- **The input**:
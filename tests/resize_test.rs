use portfolio_scene::{SceneConfig, SceneState, Viewport};

use crate::common::test_utils::{DESKTOP, PHONE, assert_close, installed, portfolio_content};

mod common;

#[test]
fn resize_before_generate_is_a_no_op() {
    let mut state = SceneState::new(SceneConfig::default());
    assert_eq!(state.resize(DESKTOP), None);
    assert_eq!(state.canvas_size(), None);
}

#[test]
fn desktop_keeps_nine_by_sixteen() {
    let mut state = installed(SceneConfig::default(), DESKTOP);
    assert_eq!(state.canvas_size(), Some((1600.0, 900.0)));
    // the asset's own aspect is kept on desktop
    assert_close(state.projection().aspect(), 1.5);
    assert_close(state.projection().fovy().0, 35.0_f32.to_radians());

    assert_eq!(
        state.resize(Viewport::new(1200.0, 1000.0)),
        Some((1200.0, 675.0))
    );
    assert_close(state.projection().aspect(), 1200.0 / 675.0);
}

#[test]
fn phones_get_a_portrait_canvas_and_a_wider_lens() {
    let mut state = installed(SceneConfig::default(), PHONE);
    let (width, height) = state.canvas_size().unwrap();
    assert_eq!(width, 360.0);
    assert!((height - 640.0).abs() < 1e-9);
    assert_close(state.projection().aspect(), 9.0 / 16.0);
    assert_close(state.projection().fovy().0, 40.0_f32.to_radians());

    // later resizes use the 8:6 portrait ratio
    let (width, height) = state.resize(Viewport::new(390.0, 844.0)).unwrap();
    assert_eq!(width, 390.0);
    assert!((height - 520.0).abs() < 1e-9);
    assert_close(state.projection().aspect(), 0.75);
}

#[test]
fn turning_a_phone_sideways_switches_to_desktop_sizing() {
    let mut state = installed(SceneConfig::default(), PHONE);
    let (width, height) = state.resize(Viewport::new(800.0, 360.0)).unwrap();
    assert_eq!(width, 800.0);
    assert!((height - 450.0).abs() < 1e-9);
}

#[test]
fn a_missing_camera_falls_back_to_the_first() {
    let mut config = SceneConfig::default();
    config.camera.index = 5;
    let mut state = SceneState::new(config);
    state.install(portfolio_content(), DESKTOP).unwrap();
    // camera 0 has no aspect of its own, so the canvas aspect applies
    assert_close(state.projection().aspect(), 1600.0 / 900.0);
    assert_close(state.camera_transform().position.y, 10.0);
}

#[test]
fn the_configured_camera_node_is_the_viewpoint() {
    let state = installed(SceneConfig::default(), DESKTOP);
    let eye = state.camera_transform();
    assert_close(eye.position.y, 2.0);
    assert_close(eye.position.z, 8.0);
}

#[test]
fn an_asset_without_cameras_fails_to_install() {
    let mut content = portfolio_content();
    content.cameras.clear();
    let mut state = SceneState::new(SceneConfig::default());
    let error = state.install(content, DESKTOP).unwrap_err();
    assert!(error.to_string().contains("no camera"));
    assert!(!state.is_installed());
}

#[test]
fn stop_and_dispose() {
    let mut state = installed(SceneConfig::default(), DESKTOP);
    state.start();
    state.stop();
    assert!(!state.is_running());
    assert!(state.is_installed());

    state.dispose();
    assert!(state.sprites().is_empty());
    assert!(state.mixers().is_empty());
    assert_eq!(state.resize(DESKTOP), None);
}
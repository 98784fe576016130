use std::fmt::{self, Display, Formatter};
use std::path::Path;

use indexmap::IndexMap;
use serde::Serialize;

/// Property name → canonical value, in `set` line order.
pub type PropertyMap = IndexMap<String, String>;

/// Object name → properties for one typed block.
pub type ObjectMap = IndexMap<String, PropertyMap>;

/// Object type (first line of the block, e.g. `config firewall address`) → objects.
pub type TypeMap = IndexMap<String, ObjectMap>;

/// Tenant (VDOM) name → typed blocks.
pub type TenantMap = IndexMap<String, TypeMap>;

/// One comparison axis: a tenant inside one source.
#[derive(Debug, Clone, PartialEq, Eq, Hash, PartialOrd, Ord, Serialize)]
pub struct Column {
    /// Source identifier as supplied by the caller (usually a file path).
    pub source: String,
    /// Tenant (VDOM) name.
    pub tenant: String,
}

impl Column {
    pub fn new(source: impl Into<String>, tenant: impl Into<String>) -> Self {
        Self {
            source: source.into(),
            tenant: tenant.into(),
        }
    }

    /// Final path component of the source identifier.
    pub fn source_name(&self) -> &str {
        Path::new(&self.source)
            .file_name()
            .and_then(|name| name.to_str())
            .unwrap_or(&self.source)
    }

    /// Two-line header label: `"{basename}\n[{tenant}]"`.
    pub fn label(&self) -> String {
        format!("{}\n[{}]", self.source_name(), self.tenant)
    }

    /// Like [`Column::label`] but with the full source identifier.
    pub fn qualified_label(&self) -> String {
        format!("{}\n[{}]", self.source, self.tenant)
    }
}

impl Display for Column {
    fn fmt(&self, f: &mut Formatter<'_>) -> fmt::Result {
        write!(f, "{}[{}]", self.source_name(), self.tenant)
    }
}

/// Identity of a firewall object across all columns.
#[derive(Debug, Clone, PartialEq, Eq, Hash, PartialOrd, Ord, Serialize)]
pub struct ObjectKey {
    /// Open type identifier; any block opener text is valid.
    pub object_type: String,
    /// Object name as written between the `edit` quotes.
    pub name: String,
}

impl ObjectKey {
    pub fn new(object_type: impl Into<String>, name: impl Into<String>) -> Self {
        Self {
            object_type: object_type.into(),
            name: name.into(),
        }
    }
}

impl Display for ObjectKey {
    fn fmt(&self, f: &mut Formatter<'_>) -> fmt::Result {
        write!(f, "{} \"{}\"", self.object_type, self.name)
    }
}
//! Cross-source object index.
//!
//! Columns are enumerated in caller order: sources first, then tenants within each
//! source in the order the parser found them. Nothing here is ever re-sorted.

use indexmap::IndexMap;

use crate::model::{Column, ObjectKey, PropertyMap, TenantMap};

/// Column → properties for one object. A missing column means the object does
/// not exist there; an empty map means it exists without properties.
pub type ColumnProperties = IndexMap<Column, PropertyMap>;

/// One parsed source, as handed to [`CrossSourceIndex::build`].
#[derive(Debug, Clone, PartialEq)]
pub struct SourceObjects {
    /// Caller-chosen identifier, usually the file path.
    pub id: String,
    pub tenants: TenantMap,
}

impl SourceObjects {
    pub fn new(id: impl Into<String>, tenants: TenantMap) -> Self {
        Self {
            id: id.into(),
            tenants,
        }
    }
}

/// All objects from all sources, keyed by (type, name).
#[derive(Debug, Clone, Default, PartialEq)]
pub struct CrossSourceIndex {
    columns: Vec<Column>,
    objects: IndexMap<ObjectKey, ColumnProperties>,
}

impl CrossSourceIndex {
    /// Aggregate parsed sources, in the given order.
    pub fn build(sources: &[SourceObjects]) -> Self {
        let mut index = Self::default();

        for source in sources {
            for (tenant, types) in &source.tenants {
                let column = Column::new(source.id.as_str(), tenant.as_str());
                if !index.columns.contains(&column) {
                    index.columns.push(column.clone());
                }

                for (object_type, objects) in types {
                    for (name, props) in objects {
                        index
                            .objects
                            .entry(ObjectKey::new(object_type.as_str(), name.as_str()))
                            .or_default()
                            .insert(column.clone(), props.clone());
                    }
                }
            }
        }

        tracing::debug!(
            columns = index.columns.len(),
            objects = index.objects.len(),
            "built cross-source index"
        );
        index
    }

    /// Comparison axes in input order.
    pub fn columns(&self) -> &[Column] {
        &self.columns
    }

    /// Position of `column` in [`Self::columns`].
    pub fn column_position(&self, column: &Column) -> Option<usize> {
        self.columns.iter().position(|c| c == column)
    }

    /// Every object with its per-column properties, in first-seen order.
    pub fn objects(&self) -> &IndexMap<ObjectKey, ColumnProperties> {
        &self.objects
    }

    pub fn get(&self, key: &ObjectKey) -> Option<&ColumnProperties> {
        self.objects.get(key)
    }

    /// Properties of `key` under `column`, or `None` when the object is missing there.
    pub fn properties(&self, key: &ObjectKey, column: &Column) -> Option<&PropertyMap> {
        self.objects.get(key)?.get(column)
    }

    /// Whether `key` exists under `column`, regardless of its properties.
    pub fn is_present(&self, key: &ObjectKey, column: &Column) -> bool {
        self.properties(key, column).is_some()
    }

    pub fn object_count(&self) -> usize {
        self.objects.len()
    }
}
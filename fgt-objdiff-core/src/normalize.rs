//! Property value canonicalization.
//!
//! Two dumps of the same logical object can differ textually: members listed in
//! another order, per-device UUIDs, comments reflowed across lines. Every raw
//! `set KEY VALUE` pair goes through [`normalize_property`] before it is stored,
//! so that only semantic differences survive into the diff.
//!
//! | Key (case-insensitive)         | Effect                                              |
//! |--------------------------------|-----------------------------------------------------|
//! | excluded (`uuid`, ...)         | dropped                                             |
//! | sorted list (`member`, ...)    | quoted tokens sorted and re-joined `"a" "b"`        |
//! | `comment`                      | quotes stripped, whitespace runs collapsed          |
//! | anything else                  | surrounding quotes stripped                         |

use serde::{Deserialize, Serialize};

/// Properties dropped by the standard policy.
pub const STANDARD_EXCLUDED_PROPERTIES: &[&str] = &["uuid"];

/// Extra property dropped by the interface-agnostic policy.
pub const ASSOCIATED_INTERFACE: &str = "associated-interface";

/// Multi-valued properties whose token order is not significant.
pub const DEFAULT_SORTED_LIST_PROPERTIES: &[&str] = &["member"];

const COMMENT: &str = "comment";

/// Controls which properties are dropped and which are treated as unordered lists.
#[derive(Debug, Clone, PartialEq, Eq, Serialize, Deserialize)]
pub struct NormalizeOptions {
    /// Keys omitted from every property map.
    pub excluded_properties: Vec<String>,
    /// Keys whose quoted tokens are sorted before comparison.
    pub sorted_list_properties: Vec<String>,
}

impl NormalizeOptions {
    /// Drop `uuid` only.
    pub fn standard() -> Self {
        Self {
            excluded_properties: to_owned_list(STANDARD_EXCLUDED_PROPERTIES),
            sorted_list_properties: to_owned_list(DEFAULT_SORTED_LIST_PROPERTIES),
        }
    }

    /// Drop `uuid` and `associated-interface`, for comparing devices whose
    /// interface naming differs.
    pub fn ignore_associated_interface() -> Self {
        Self::standard().with_excluded(ASSOCIATED_INTERFACE)
    }

    /// Add one more excluded key. Duplicates are ignored.
    pub fn with_excluded(mut self, key: impl Into<String>) -> Self {
        let key = key.into();
        if !self.is_excluded(&key) {
            self.excluded_properties.push(key);
        }
        self
    }

    /// Whether `key` is dropped. The standard keys are always dropped, whatever
    /// `excluded_properties` holds.
    pub fn is_excluded(&self, key: &str) -> bool {
        STANDARD_EXCLUDED_PROPERTIES
            .iter()
            .any(|standard| standard.eq_ignore_ascii_case(key))
            || contains_ignore_case(&self.excluded_properties, key)
    }

    pub fn is_sorted_list(&self, key: &str) -> bool {
        contains_ignore_case(&self.sorted_list_properties, key)
    }
}

impl Default for NormalizeOptions {
    fn default() -> Self {
        Self::standard()
    }
}

/// Canonicalize one raw property value.
///
/// Returns `None` when the key is excluded. The function is pure and idempotent:
/// feeding its output back in yields the same string.
pub fn normalize_property(key: &str, raw: &str, opts: &NormalizeOptions) -> Option<String> {
    if opts.is_excluded(key) {
        return None;
    }

    if opts.is_sorted_list(key) {
        let mut tokens = quoted_tokens(raw);
        tokens.sort_unstable();
        return Some(join_quoted(&tokens));
    }

    let stripped = raw.trim_matches('"');
    if key.eq_ignore_ascii_case(COMMENT) {
        return Some(stripped.split_whitespace().collect::<Vec<_>>().join(" "));
    }
    Some(stripped.to_string())
}

/// Return every `"..."` token in `value`, in order.
///
/// A trailing quote without a partner yields nothing.
pub fn quoted_tokens(value: &str) -> Vec<&str> {
    let mut out = Vec::new();
    let mut rest = value;
    while let Some(open) = rest.find('"') {
        let after = &rest[open + 1..];
        let Some(close) = after.find('"') else {
            break;
        };
        out.push(&after[..close]);
        rest = &after[close + 1..];
    }
    out
}

fn join_quoted(tokens: &[&str]) -> String {
    tokens
        .iter()
        .map(|token| format!("\"{token}\""))
        .collect::<Vec<_>>()
        .join(" ")
}

fn contains_ignore_case(list: &[String], key: &str) -> bool {
    list.iter().any(|item| item.eq_ignore_ascii_case(key))
}

fn to_owned_list(items: &[&str]) -> Vec<String> {
    items.iter().map(|item| (*item).to_string()).collect()
}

- **Task**: Out of the data above, give again only the lines starting at the one holding "lines. Every raw" and ending at the one holding "quoted tokens sorted", unchanged.

- **Solution to this exercise**:
//! another order, per-device UUIDs, comments reflowed across lines. Every raw
//! `set KEY VALUE` pair goes through [`normalize_property`] before it is stored,
//! so that only semantic differences survive into the diff.
//!
//! | Key (case-insensitive)         | Effect                                              |
//! |--------------------------------|-----------------------------------------------------|
//! | excluded (`uuid`, ...)         | dropped                                             |
//! | sorted list (`member`, ...)    | quoted tokens sorted and re-joined `"a" "b"`        |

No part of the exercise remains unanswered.